A rigorous heat-shock survival assay, similar to that used for mod gene studies, can provide valuable functional insights if HI_1456 is suspected to influence stress responses .

How can I design experiments to determine HI_1456 subcellular localization?

To definitively determine HI_1456 subcellular localization, implement a multi-method approach with appropriate controls:

  • Computational prediction validation:

    • Compare predictions from multiple algorithms (PSORTb, CELLO, SignalP)

    • Analyze transmembrane topology predictions (TMHMM, Phobius)

  • Fluorescence microscopy:

    • Create HI_1456-GFP fusion constructs

    • Use membrane and compartment-specific dyes as counterstains

    • Employ super-resolution techniques for precise localization

  • Subcellular fractionation protocol:

FractionExtraction MethodMarker Protein Control
CytoplasmicOsmotic shockGlyceraldehyde-3-phosphate dehydrogenase
Inner membraneSarkosyl extractionNADH dehydrogenase
Outer membraneSodium carbonateOmpA
PeriplasmicChloroform extractionβ-lactamase
SecretedTCA precipitation of mediaKnown secreted factors
  • Protease accessibility assays: Treat intact cells with proteases to determine surface exposure.
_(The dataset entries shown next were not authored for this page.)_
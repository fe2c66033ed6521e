//! Streaming response normalization engine.
//!
//! Consumes bridge messages for one turn and yields normalized events:
//! keep-alive first, then text deltas (smoothed), live sources, and exactly
//! one finishing event carrying usage and latency - or a single terminal
//! error object.

use std::pin::Pin;
use std::sync::Arc;
use std::time::{Duration, Instant};

use futures::Stream;
use serde_json::Value;

use crate::app::{AppClient, AppFrame, AppRequest};
use crate::stream::bridge::{BridgeConfig, BridgeMessage, spawn_bridge};
use crate::stream::event::{ChatChunk, StreamEvent};
use crate::stream::extract::extract_fields;
use crate::stream::smooth::{SMOOTH_THRESHOLD, split_delta};
use crate::stream::sources::{SourceRecord, collect_sources};
use crate::stream::state::TurnState;
use crate::stream::usage::TokenUsage;

/// Lazy, ordered, finite sequence of normalized events for one turn.
pub type EventStream = Pin<Box<dyn Stream<Item = StreamEvent> + Send>>;

const DEFAULT_PACING_DELAY: Duration = Duration::from_millis(15);

/// Waiting longer than this for the next frame is worth a warning.
const SLOW_FRAME_WARN: Duration = Duration::from_secs(1);

/// Entry point of the crate: turns one (query, session id) pair into a
/// normalized event stream.
#[derive(Clone)]
pub struct StreamEngine {
    client: Arc<dyn AppClient>,
    bridge: BridgeConfig,
    pacing_delay: Duration,
}

impl StreamEngine {
    pub fn new(client: Arc<dyn AppClient>) -> Self {
        Self {
            client,
            bridge: BridgeConfig::default(),
            pacing_delay: DEFAULT_PACING_DELAY,
        }
    }

    pub fn with_bridge_config(mut self, config: BridgeConfig) -> Self {
        self.bridge = config;
        self
    }

    pub fn with_pacing_delay(mut self, delay: Duration) -> Self {
        self.pacing_delay = delay;
        self
    }

    /// Start one turn. The stream ends after the terminal sentinel, after a
    /// terminal error event, or when the vendor reports a failure frame.
    pub fn stream(&self, query: impl Into<String>, session_id: Option<String>) -> EventStream {
        let client = self.client.clone();
        let bridge = self.bridge.clone();
        let pacing_delay = self.pacing_delay;
        let request = AppRequest::new(query, session_id);

        Box::pin(async_stream::stream! {
            tracing::info!(provider = client.name(), query = %request.query, "Starting vendor stream");

            let started = Instant::now();
            let mut state = TurnState::new();
            let mut rx = spawn_bridge(client, request, bridge);

            // Keep-alive so the transport can flush headers immediately.
            yield StreamEvent::Chunk(ChatChunk::keep_alive());

            let mut frame_count = 0u64;
            loop {
                let wait_start = Instant::now();
                let message = match rx.recv().await {
                    Some(message) => message,
                    None => break,
                };

                let frame = match message {
                    BridgeMessage::Done => break,
                    BridgeMessage::Failed(err) => {
                        yield StreamEvent::error(err.to_string(), None);
                        break;
                    }
                    BridgeMessage::Frame(frame) => frame,
                };

                frame_count += 1;
                let waited = wait_start.elapsed();
                if frame_count == 1 {
                    tracing::info!(
                        ttft_ms = started.elapsed().as_millis() as u64,
                        request_id = %frame.request_id,
                        "First frame received"
                    );
                } else if waited > SLOW_FRAME_WARN {
                    tracing::warn!(
                        waited_ms = waited.as_millis() as u64,
                        frame = frame_count,
                        "Slow vendor stream"
                    );
                }

                if !frame.is_ok() {
                    let message = frame.error_message();
                    tracing::error!(
                        code = %frame.error_code(),
                        message = %message,
                        "Vendor returned error frame"
                    );
                    yield StreamEvent::error(
                        format!("Error: {} - {}", frame.error_code(), message),
                        Some(frame.request_id.clone()),
                    );
                    break;
                }

                let had_text = state.has_emitted_text();
                let FrameOutput { chunks, paced } = process_frame(&frame, &mut state);
                if !had_text && state.has_emitted_text() {
                    tracing::info!(
                        elapsed_ms = started.elapsed().as_millis() as u64,
                        frame = frame_count,
                        "First answer text recovered"
                    );
                }

                for chunk in chunks {
                    yield StreamEvent::Chunk(chunk);
                    if paced {
                        tokio::time::sleep(pacing_delay).await;
                    }
                }
            }
        })
    }
}

struct FrameOutput {
    chunks: Vec<ChatChunk>,
    /// Whether emissions should be separated by the pacing delay.
    paced: bool,
}

/// Normalize one success frame against the turn state.
fn process_frame(frame: &AppFrame, state: &mut TurnState) -> FrameOutput {
    let source = state.absorb(frame);
    let is_finish = frame.finish_signaled();

    let extracted = extract_fields(&source);
    let mut rag = extracted.rag_result;
    let mut web = extracted.web_result;
    let full_text = extracted.answer.unwrap_or_default();

    // Evidence can also ride directly on the frame. Trust those fields only
    // when the text payload is not itself the envelope being scanned above,
    // otherwise evidence would surface before the envelope confirms it.
    let raw_text = frame.output.text.as_deref().unwrap_or("");
    let envelope_stream =
        raw_text.trim_start().starts_with('{') && raw_text.contains("\"llm_result\"");
    if rag.is_none() && !envelope_stream {
        rag = frame.output.rag_result.clone().filter(|v| !v.is_null());
    }
    if web.is_none() && !envelope_stream {
        web = frame.output.web_result.clone().filter(|v| !v.is_null());
    }

    let sources = collect_sources(
        frame.output.doc_references.as_deref(),
        rag.as_ref(),
        web.as_ref(),
    );
    let current_sources = (!sources.is_empty()).then_some(sources);
    let usage = frame.usage.as_ref().map(TokenUsage::from_app);

    let delta = state.take_delta(&full_text);
    let delta_chars = delta.chars().count();

    if delta_chars > SMOOTH_THRESHOLD {
        let sub_chunks = split_delta(&delta);
        let last = sub_chunks.len() - 1;
        let chunks = sub_chunks
            .into_iter()
            .enumerate()
            .map(|(index, text)| {
                let finish = is_finish && index == last && state.try_finish();
                build_chunk(
                    text,
                    finish,
                    frame,
                    state,
                    current_sources.clone(),
                    usage,
                    &rag,
                    &web,
                )
            })
            .collect();
        FrameOutput {
            chunks,
            paced: true,
        }
    } else if !delta.is_empty()
        || is_finish
        || (current_sources.is_some() && !state.has_emitted_text())
    {
        let finish = is_finish && state.try_finish();
        FrameOutput {
            chunks: vec![build_chunk(
                delta,
                finish,
                frame,
                state,
                current_sources,
                usage,
                &rag,
                &web,
            )],
            paced: false,
        }
    } else {
        // Internal workflow state update with nothing new to show.
        FrameOutput {
            chunks: Vec::new(),
            paced: false,
        }
    }
}

#[allow(clippy::too_many_arguments)]
fn build_chunk(
    text: String,
    finish: bool,
    frame: &AppFrame,
    state: &TurnState,
    sources: Option<Vec<SourceRecord>>,
    usage: Option<TokenUsage>,
    rag: &Option<Value>,
    web: &Option<Value>,
) -> ChatChunk {
    let latency = finish.then(|| state.latency_ms());
    if finish {
        tracing::info!(
            request_id = %frame.request_id,
            latency_ms = latency.unwrap_or_default(),
            usage = ?usage,
            "Request finished"
        );
    }

    ChatChunk {
        text,
        is_finish: finish,
        sources,
        request_id: frame.request_id.clone(),
        usage: if finish { usage } else { None },
        latency,
        rag_result: if finish { rag.clone() } else { None },
        web_result: if finish { web.clone() } else { None },
    }
}
//! sqlshift check コマンド
//!
//! ヘルパー import の不足を書き換えなしで検査する。
//! 不足があれば非ゼロ終了するため、CI のゲートとして使える。

use crate::discover::discover;
use crate::fs::{FileSystem, RealFs};
use crate::inject::{inject, InjectOutcome};
use clap::Parser;
use owo_colors::OwoColorize;
use serde::Serialize;
use std::path::PathBuf;

#[derive(Debug, Parser)]
pub struct Args {
    /// Files, directories, or glob patterns to check
    #[arg(value_name = "PATH", default_value = ".")]
    pub paths: Vec<String>,

    /// Output in JSON format
    #[arg(long)]
    pub json: bool,
}

/// 1ファイル分の検査結果
#[derive(Debug, Clone, Serialize)]
struct CheckReport {
    path: PathBuf,
    outcome: InjectOutcome,
}

pub fn run(args: Args) -> Result<(), String> {
    let files = discover(&args.paths).map_err(|e| e.to_string())?;

    let fs = RealFs;
    let reports = collect_reports(&fs, &files).map_err(|e| e.to_string())?;

    let missing = reports.iter().filter(|r| r.outcome.changed()).count();

    if args.json {
        print_json(&reports).map_err(|e| e.to_string())?;
    } else if missing == 0 {
        println!(
            "{} No missing helper imports ({} file(s) checked)",
            "✓".green(),
            reports.len()
        );
    } else {
        for report in reports.iter().filter(|r| r.outcome.changed()) {
            println!("{} {}", "✗".red(), report.path.display());
        }
    }

    if missing == 0 {
        Ok(())
    } else {
        Err(format!("{} file(s) missing helper imports", missing))
    }
}

fn print_json(reports: &[CheckReport]) -> crate::error::Result<()> {
    let json = serde_json::to_string_pretty(reports)?;
    println!("{json}");
    Ok(())
}

/// 全対象ファイルを読み、書き換えなしで判定する
fn collect_reports(
    fs: &dyn FileSystem,
    files: &[PathBuf],
) -> crate::error::Result<Vec<CheckReport>> {
    files
        .iter()
        .map(|path| {
            let content = fs.read_to_string(path)?;
            Ok(CheckReport {
                path: path.clone(),
                outcome: inject(&content).outcome,
            })
        })
        .collect()
}

#[cfg(test)]
#[path = "check_test.rs"]
mod tests;
//! ファイルシステム抽象化
//!
//! ソースファイルの読み書きを抽象化するレイヤー。
//! テスト時に MockFs を注入してファイル操作をモック化できる。

use crate::error::{Result, SqlshiftError};
use std::io::Write;
use std::path::Path;

/// ファイルシステム操作を抽象化するトレイト
///
/// 本番コードでは RealFs を使用する。
pub trait FileSystem: Send + Sync {
    /// ファイル内容を読み込み
    fn read_to_string(&self, path: &Path) -> Result<String>;

    /// ファイルに書き込み
    ///
    /// - 既存ファイルは上書き
    /// - 書き込みが途中で失敗しても元ファイルの内容は壊れない
    fn write(&self, path: &Path, content: &[u8]) -> Result<()>;
}

/// 本番用ファイルシステム実装
///
/// 書き込みは同一ディレクトリの一時ファイルに書いてからリネームする。
pub struct RealFs;

impl FileSystem for RealFs {
    fn read_to_string(&self, path: &Path) -> Result<String> {
        Ok(std::fs::read_to_string(path)?)
    }

    fn write(&self, path: &Path, content: &[u8]) -> Result<()> {
        let dir = path
            .parent()
            .filter(|p| !p.as_os_str().is_empty())
            .unwrap_or_else(|| Path::new("."));

        let mut tmp = tempfile::NamedTempFile::new_in(dir)?;
        tmp.write_all(content)?;
        tmp.persist(path).map_err(|e| SqlshiftError::Io(e.error))?;
        Ok(())
    }
}

#[cfg(test)]
pub mod mock;

#[cfg(test)]
#[path = "fs_test.rs"]
mod tests;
  • Immunogold electron microscopy: Use anti-HI_1456 antibodies with gold-conjugated secondary antibodies for high-resolution localization .

Each method provides complementary evidence, and convergence across multiple approaches provides the strongest support for localization assignments.

How should I interpret conflicting bioinformatics predictions about HI_1456?

When facing conflicting bioinformatics predictions about HI_1456 function or properties:

  • Evaluate prediction confidence scores: Prioritize predictions with higher confidence metrics and more robust statistical support.

  • Consider algorithm limitations: Different prediction tools use different training datasets and algorithms, explaining some discrepancies.

  • Implementation of consensus approach:

Prediction CategoryTools to ConsiderConsensus Strategy
Subcellular localizationPSORTb, CELLO, SignalPMajority vote + weighted by confidence scores
Function predictionInterProScan, PFAM, BLASTIntegrate domain-based and homology-based predictions
Structural predictionI-TASSER, AlphaFold, SWISS-MODELCompare model quality scores (TM-score, QMEAN)
  • Evolutionary conservation analysis: Features conserved across multiple bacterial species have higher likelihood of functional significance.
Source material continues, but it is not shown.